Start of Block

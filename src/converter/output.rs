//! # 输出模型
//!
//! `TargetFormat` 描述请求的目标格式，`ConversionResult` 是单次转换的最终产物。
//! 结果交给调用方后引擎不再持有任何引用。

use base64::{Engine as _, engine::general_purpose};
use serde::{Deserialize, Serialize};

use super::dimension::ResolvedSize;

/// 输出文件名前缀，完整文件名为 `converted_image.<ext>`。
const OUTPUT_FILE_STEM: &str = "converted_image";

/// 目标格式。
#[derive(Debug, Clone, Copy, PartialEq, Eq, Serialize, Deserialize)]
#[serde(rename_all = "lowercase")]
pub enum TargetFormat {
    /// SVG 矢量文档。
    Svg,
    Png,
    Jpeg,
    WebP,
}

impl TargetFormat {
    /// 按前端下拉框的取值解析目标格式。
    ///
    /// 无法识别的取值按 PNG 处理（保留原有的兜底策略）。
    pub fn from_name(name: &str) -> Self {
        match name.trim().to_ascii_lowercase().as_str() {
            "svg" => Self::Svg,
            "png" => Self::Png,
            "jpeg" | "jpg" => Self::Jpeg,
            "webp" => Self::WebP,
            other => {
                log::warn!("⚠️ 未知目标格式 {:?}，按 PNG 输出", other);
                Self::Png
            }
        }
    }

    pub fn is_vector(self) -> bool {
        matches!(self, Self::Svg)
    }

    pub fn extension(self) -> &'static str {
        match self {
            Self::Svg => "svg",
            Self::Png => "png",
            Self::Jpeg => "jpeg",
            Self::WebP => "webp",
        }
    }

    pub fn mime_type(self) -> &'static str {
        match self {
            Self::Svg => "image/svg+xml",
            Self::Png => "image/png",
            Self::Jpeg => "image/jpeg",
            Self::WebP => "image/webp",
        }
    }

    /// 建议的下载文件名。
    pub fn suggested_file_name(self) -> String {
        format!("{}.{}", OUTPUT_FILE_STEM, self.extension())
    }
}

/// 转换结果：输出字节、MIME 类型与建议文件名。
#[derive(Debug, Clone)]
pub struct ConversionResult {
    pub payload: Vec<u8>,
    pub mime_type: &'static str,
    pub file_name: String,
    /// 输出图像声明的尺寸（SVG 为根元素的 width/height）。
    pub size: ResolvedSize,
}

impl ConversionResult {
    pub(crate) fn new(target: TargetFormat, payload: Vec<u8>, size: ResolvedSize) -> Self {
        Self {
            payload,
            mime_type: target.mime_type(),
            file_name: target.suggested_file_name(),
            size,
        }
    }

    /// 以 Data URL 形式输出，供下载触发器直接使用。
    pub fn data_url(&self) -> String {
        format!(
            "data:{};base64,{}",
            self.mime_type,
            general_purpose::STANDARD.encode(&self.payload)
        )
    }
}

End of Block
Start of Block

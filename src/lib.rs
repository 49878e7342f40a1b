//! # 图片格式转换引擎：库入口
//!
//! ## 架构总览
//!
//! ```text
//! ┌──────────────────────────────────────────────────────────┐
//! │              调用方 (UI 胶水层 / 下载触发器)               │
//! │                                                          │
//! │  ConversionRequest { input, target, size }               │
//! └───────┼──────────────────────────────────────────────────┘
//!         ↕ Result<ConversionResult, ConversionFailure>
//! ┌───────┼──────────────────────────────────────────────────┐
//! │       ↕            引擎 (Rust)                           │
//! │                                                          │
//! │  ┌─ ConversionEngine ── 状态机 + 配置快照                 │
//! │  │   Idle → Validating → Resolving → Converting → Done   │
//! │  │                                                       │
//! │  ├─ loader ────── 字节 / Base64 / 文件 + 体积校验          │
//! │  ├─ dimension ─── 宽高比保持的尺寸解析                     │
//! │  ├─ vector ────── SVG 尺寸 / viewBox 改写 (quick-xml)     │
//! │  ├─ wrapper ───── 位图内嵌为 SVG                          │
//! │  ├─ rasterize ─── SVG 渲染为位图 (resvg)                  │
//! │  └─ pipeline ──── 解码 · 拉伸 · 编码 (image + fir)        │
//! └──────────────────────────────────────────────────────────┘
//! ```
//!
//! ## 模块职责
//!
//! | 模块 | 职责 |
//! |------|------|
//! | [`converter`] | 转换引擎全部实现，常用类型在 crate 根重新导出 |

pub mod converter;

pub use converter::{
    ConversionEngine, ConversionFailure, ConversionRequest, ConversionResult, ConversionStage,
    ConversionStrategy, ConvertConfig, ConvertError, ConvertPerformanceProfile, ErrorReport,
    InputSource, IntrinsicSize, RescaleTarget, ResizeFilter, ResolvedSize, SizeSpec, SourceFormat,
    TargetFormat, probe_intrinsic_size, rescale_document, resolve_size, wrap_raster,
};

End of Block
Start of Block

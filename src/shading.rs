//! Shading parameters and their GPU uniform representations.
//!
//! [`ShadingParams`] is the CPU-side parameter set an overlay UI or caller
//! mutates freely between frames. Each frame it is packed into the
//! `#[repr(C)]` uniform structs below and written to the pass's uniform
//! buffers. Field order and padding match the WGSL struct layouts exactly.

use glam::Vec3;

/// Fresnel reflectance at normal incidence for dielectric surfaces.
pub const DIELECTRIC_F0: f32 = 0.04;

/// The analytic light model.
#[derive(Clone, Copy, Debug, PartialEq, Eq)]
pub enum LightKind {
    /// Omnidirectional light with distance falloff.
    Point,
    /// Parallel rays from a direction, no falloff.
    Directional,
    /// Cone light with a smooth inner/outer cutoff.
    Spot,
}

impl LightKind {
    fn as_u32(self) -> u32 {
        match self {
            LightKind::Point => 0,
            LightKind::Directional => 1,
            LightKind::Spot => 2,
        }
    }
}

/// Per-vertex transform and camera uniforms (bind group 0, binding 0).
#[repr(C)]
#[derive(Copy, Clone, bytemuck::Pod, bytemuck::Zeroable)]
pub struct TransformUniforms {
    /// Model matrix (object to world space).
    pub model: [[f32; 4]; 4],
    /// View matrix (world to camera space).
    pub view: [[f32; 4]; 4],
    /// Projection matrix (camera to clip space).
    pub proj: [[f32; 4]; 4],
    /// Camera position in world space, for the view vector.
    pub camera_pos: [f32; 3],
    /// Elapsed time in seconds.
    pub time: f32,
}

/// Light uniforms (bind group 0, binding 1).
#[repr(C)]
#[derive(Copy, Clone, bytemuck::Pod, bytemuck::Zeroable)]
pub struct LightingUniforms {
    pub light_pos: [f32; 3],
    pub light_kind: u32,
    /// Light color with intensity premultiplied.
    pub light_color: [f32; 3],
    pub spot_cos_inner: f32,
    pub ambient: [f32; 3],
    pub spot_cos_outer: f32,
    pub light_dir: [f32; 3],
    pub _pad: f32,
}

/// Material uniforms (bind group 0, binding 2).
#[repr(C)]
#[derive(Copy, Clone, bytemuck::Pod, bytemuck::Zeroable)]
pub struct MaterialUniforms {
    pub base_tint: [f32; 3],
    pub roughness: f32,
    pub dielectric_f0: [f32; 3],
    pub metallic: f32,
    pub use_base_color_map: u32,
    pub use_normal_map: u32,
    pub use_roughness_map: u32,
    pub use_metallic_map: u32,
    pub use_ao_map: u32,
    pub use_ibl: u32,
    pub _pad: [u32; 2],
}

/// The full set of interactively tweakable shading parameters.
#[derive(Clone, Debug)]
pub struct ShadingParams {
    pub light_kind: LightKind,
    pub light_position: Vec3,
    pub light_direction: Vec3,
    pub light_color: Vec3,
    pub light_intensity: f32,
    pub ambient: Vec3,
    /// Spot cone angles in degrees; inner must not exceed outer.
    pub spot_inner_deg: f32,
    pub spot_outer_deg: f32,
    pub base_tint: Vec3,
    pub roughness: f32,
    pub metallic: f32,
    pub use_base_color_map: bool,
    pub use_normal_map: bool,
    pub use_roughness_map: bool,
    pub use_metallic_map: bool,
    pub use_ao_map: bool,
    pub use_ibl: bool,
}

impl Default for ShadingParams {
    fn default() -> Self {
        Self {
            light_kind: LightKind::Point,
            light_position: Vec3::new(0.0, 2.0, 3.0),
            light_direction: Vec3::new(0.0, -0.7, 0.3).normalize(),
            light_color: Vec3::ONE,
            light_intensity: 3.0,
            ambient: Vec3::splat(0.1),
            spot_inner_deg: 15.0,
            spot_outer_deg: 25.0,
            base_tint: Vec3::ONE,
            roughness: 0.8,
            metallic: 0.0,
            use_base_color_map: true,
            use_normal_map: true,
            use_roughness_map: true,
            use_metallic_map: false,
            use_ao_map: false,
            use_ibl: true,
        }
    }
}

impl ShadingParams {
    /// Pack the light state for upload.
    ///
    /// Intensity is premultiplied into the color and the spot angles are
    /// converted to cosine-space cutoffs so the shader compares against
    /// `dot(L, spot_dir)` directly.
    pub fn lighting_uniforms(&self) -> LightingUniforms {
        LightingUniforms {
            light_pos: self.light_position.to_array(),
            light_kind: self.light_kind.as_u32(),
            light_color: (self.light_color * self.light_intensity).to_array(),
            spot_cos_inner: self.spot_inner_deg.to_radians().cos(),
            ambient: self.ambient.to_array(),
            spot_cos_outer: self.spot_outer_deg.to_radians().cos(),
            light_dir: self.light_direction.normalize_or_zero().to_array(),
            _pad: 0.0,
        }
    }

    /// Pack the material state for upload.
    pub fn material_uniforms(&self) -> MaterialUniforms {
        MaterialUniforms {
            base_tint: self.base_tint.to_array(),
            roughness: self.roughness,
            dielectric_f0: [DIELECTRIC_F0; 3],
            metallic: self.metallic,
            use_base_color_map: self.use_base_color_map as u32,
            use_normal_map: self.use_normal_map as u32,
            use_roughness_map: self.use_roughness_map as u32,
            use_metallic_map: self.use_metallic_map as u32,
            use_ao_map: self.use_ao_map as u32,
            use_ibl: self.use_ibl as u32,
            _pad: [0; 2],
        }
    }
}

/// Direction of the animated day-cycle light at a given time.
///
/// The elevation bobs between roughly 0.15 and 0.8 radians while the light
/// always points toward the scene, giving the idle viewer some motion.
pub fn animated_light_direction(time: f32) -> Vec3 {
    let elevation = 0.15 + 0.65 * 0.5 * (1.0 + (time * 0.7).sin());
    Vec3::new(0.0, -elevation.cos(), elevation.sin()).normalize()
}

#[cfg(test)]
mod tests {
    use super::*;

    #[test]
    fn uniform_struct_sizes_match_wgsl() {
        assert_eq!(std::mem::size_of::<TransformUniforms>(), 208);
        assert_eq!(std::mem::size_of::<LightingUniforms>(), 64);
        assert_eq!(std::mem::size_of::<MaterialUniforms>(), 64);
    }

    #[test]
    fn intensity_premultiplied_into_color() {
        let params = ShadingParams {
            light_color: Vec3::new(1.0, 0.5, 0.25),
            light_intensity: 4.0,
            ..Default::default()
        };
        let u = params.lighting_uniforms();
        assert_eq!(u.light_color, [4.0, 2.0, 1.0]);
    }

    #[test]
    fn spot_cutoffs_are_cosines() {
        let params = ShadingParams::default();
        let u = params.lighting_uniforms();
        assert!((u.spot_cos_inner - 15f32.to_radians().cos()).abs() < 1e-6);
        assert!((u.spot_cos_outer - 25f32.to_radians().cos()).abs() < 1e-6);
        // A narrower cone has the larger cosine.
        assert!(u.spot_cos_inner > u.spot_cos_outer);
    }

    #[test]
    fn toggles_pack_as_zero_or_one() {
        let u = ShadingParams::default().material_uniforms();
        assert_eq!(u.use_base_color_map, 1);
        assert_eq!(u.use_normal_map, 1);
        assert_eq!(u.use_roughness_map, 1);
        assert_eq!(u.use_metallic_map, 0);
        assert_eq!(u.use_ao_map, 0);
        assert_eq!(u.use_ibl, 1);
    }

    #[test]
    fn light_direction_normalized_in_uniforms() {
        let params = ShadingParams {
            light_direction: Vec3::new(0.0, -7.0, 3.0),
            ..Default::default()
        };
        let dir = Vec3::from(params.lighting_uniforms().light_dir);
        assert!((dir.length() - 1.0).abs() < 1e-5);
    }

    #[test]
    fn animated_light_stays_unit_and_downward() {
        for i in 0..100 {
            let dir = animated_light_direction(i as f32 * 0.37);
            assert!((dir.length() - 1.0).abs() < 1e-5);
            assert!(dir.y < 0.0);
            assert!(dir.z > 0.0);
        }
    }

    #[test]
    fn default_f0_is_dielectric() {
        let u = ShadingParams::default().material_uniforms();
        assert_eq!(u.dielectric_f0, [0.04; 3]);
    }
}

End of Block

● EXERCISE OBJECTIVE:
In the listing above, find each line containing "elevation" and copy it.

● ANSWER FOR THIS EXERCISE:
/// The elevation bobs between roughly 0.15 and 0.8 radians while the light
    let elevation = 0.15 + 0.65 * 0.5 * (1.0 + (time * 0.7).sin());
    Vec3::new(0.0, -elevation.cos(), elevation.sin()).normalize()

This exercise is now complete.